How to complete this task
Figure out how many lines in the records below hold the string "IdKind". That number alone is the answer.

[Saved entries]
*** Block opens ***
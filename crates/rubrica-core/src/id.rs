//! Identifier generation for rubrica entities
//!
//! IDs are `<prefix><ulid>` in lowercase, e.g. `rb-01hv3k...`. Students are
//! keyed by email inside their group and notas by sequence number, so they
//! carry no generated id.

use crate::error::{RubricaError, Result};

/// Kind of entity an identifier belongs to
#[derive(Debug, Clone, Copy, PartialEq, Eq)]
pub enum IdKind {
    Teacher,
    Course,
    Group,
    Rubric,
}

impl IdKind {
    pub fn prefix(self) -> &'static str {
        match self {
            IdKind::Teacher => "dc-",
            IdKind::Course => "cu-",
            IdKind::Group => "gr-",
            IdKind::Rubric => "rb-",
        }
    }

    pub fn label(self) -> &'static str {
        match self {
            IdKind::Teacher => "teacher",
            IdKind::Course => "course",
            IdKind::Group => "group",
            IdKind::Rubric => "rubric",
        }
    }
}

/// Generate a fresh identifier for the given kind
pub fn generate(kind: IdKind) -> String {
    format!(
        "{}{}",
        kind.prefix(),
        ulid::Ulid::new().to_string().to_lowercase()
    )
}

/// Check that `id` looks like an identifier of `kind`
pub fn validate(kind: IdKind, id: &str) -> Result<()> {
    let suffix = id
        .strip_prefix(kind.prefix())
        .ok_or_else(|| RubricaError::invalid_value(&format!("{} id", kind.label()), id))?;

    if suffix.is_empty() || !suffix.chars().all(|c| c.is_ascii_alphanumeric()) {
        return Err(RubricaError::invalid_value(
            &format!("{} id", kind.label()),
            id,
        ));
    }

    Ok(())
}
*** Block closes ***
Solved exercise
12